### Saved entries
====================

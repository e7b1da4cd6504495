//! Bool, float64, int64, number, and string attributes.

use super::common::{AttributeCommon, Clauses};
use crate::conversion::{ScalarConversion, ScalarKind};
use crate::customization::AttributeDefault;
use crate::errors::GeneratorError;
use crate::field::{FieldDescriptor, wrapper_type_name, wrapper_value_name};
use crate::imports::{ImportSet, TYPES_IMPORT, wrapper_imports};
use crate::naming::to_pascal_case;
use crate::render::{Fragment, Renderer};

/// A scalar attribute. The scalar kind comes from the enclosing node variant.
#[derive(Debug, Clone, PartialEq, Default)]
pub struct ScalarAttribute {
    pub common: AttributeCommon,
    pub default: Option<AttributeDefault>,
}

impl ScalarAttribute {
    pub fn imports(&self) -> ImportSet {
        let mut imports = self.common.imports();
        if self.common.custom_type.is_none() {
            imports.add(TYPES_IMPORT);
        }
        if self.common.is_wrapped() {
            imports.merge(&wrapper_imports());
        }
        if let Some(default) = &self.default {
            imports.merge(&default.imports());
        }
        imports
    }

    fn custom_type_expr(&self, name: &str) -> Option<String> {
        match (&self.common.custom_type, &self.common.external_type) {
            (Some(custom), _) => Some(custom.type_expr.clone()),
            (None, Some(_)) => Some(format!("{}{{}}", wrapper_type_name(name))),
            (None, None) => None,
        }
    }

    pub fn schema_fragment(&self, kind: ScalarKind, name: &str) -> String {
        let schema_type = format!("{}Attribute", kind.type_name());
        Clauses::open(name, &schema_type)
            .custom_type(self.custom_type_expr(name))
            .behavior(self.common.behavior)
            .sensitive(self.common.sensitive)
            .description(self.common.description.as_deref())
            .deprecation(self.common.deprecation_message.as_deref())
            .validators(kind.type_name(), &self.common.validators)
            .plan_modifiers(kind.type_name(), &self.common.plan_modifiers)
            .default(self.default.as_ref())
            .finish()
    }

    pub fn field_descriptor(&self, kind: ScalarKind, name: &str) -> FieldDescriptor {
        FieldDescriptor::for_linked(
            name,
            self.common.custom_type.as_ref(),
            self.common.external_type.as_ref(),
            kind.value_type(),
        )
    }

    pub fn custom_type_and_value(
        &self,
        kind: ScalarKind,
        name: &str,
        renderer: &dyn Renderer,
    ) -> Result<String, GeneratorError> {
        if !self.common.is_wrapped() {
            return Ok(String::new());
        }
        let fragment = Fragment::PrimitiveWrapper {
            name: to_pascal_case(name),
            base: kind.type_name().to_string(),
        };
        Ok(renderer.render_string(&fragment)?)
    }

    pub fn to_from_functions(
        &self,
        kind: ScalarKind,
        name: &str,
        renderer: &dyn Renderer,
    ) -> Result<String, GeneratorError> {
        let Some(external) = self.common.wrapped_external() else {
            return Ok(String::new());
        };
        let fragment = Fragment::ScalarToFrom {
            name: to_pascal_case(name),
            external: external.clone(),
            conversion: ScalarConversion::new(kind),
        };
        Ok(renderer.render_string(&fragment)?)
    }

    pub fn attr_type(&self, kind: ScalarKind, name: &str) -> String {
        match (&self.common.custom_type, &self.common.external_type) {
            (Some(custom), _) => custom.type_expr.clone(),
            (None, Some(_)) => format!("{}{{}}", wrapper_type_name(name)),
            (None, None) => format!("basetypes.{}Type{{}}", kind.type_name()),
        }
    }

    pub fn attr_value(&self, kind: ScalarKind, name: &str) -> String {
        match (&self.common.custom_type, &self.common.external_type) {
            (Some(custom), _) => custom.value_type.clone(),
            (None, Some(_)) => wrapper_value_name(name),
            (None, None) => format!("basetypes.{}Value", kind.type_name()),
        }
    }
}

====================

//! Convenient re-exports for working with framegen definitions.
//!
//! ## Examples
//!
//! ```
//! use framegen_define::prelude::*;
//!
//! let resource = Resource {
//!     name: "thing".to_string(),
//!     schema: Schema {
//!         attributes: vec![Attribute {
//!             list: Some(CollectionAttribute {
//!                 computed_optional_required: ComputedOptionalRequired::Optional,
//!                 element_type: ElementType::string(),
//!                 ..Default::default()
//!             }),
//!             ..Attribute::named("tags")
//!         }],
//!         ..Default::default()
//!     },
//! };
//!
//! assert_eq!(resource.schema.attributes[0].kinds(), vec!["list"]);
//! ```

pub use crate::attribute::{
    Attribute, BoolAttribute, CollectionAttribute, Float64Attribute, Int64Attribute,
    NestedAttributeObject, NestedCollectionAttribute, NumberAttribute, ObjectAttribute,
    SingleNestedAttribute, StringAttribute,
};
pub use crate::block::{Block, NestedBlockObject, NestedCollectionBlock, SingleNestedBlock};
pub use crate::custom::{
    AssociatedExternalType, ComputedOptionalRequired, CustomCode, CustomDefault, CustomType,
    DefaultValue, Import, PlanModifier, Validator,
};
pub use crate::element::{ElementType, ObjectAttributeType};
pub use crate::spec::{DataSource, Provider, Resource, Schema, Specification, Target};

====================

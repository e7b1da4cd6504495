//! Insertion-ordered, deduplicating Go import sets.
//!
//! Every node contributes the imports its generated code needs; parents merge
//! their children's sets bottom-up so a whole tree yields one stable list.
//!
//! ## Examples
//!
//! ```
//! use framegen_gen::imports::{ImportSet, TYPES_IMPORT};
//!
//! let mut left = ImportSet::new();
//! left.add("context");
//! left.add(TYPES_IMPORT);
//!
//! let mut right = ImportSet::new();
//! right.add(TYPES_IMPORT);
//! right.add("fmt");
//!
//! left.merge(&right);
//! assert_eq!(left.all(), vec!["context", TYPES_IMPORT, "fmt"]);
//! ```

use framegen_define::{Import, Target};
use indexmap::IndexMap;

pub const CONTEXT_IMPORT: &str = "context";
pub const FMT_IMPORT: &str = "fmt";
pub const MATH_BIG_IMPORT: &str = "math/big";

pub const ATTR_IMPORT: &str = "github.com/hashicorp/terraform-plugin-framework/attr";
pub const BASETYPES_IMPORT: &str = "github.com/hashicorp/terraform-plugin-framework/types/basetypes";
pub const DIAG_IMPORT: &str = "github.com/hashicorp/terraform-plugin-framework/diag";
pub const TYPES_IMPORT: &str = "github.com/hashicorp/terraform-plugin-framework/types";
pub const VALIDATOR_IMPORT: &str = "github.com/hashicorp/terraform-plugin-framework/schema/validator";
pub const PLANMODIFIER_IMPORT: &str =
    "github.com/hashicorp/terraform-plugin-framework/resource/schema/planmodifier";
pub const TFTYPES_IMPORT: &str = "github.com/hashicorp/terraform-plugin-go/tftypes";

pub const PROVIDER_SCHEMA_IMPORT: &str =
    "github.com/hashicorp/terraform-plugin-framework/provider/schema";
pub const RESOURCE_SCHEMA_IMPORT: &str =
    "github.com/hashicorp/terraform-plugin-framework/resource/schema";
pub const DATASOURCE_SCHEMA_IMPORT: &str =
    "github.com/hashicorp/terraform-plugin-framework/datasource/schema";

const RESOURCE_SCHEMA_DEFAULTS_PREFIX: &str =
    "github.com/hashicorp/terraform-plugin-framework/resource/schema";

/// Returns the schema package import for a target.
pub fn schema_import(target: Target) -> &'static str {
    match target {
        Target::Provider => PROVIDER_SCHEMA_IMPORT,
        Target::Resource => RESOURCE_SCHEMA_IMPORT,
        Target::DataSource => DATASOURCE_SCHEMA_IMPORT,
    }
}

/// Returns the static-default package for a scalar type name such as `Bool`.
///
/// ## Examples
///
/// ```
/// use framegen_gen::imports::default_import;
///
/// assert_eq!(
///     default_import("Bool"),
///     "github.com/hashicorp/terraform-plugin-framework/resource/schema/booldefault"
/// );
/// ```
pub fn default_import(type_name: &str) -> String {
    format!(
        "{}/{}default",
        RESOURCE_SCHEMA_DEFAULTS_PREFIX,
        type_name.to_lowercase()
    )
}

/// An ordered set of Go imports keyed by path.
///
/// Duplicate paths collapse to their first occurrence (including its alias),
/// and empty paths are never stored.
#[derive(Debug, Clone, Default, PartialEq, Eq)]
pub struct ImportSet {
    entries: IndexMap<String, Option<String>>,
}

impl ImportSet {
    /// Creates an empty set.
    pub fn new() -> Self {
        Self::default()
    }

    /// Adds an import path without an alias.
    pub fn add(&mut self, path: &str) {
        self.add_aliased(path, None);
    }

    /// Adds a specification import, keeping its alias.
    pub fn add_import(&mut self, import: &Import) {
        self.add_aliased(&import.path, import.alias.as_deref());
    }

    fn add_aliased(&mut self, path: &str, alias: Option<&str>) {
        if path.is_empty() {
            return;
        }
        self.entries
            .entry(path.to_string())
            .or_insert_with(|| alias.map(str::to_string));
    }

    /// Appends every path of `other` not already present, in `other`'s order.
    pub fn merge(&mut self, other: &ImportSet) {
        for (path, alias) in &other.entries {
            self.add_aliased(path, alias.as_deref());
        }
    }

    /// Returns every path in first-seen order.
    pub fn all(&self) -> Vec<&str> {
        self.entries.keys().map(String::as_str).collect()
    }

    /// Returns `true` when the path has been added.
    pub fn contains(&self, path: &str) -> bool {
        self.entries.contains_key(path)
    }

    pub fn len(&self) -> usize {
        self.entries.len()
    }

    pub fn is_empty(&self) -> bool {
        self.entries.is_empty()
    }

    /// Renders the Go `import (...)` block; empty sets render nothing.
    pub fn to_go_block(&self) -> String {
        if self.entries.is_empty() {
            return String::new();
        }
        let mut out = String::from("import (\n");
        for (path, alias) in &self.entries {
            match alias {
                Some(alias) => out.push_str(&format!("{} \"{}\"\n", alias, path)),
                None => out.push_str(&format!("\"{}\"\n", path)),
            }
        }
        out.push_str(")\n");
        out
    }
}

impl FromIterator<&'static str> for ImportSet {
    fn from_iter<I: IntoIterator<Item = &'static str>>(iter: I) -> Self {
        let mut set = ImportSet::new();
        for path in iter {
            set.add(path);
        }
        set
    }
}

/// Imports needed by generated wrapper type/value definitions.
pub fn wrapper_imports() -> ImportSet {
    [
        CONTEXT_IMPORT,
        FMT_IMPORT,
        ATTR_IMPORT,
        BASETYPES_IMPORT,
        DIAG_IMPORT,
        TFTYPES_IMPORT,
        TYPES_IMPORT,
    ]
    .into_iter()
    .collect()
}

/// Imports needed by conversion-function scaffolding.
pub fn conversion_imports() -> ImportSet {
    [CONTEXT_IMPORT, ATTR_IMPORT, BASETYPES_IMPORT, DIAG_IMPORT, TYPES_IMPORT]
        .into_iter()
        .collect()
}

====================

### TO DO
Reproduce verbatim the lines above, from the line with "if let Some(default)" through the line with "pub fn schema_fragment(&self, kind: ScalarKind, name: &str)".

### ANSWER BOX
        if let Some(default) = &self.default {
            imports.merge(&default.imports());
        }
        imports
    }

    fn custom_type_expr(&self, name: &str) -> Option<String> {
        match (&self.common.custom_type, &self.common.external_type) {
            (Some(custom), _) => Some(custom.type_expr.clone()),
            (None, Some(_)) => Some(format!("{}{{}}", wrapper_type_name(name))),
            (None, None) => None,
        }
    }

    pub fn schema_fragment(&self, kind: ScalarKind, name: &str) -> String {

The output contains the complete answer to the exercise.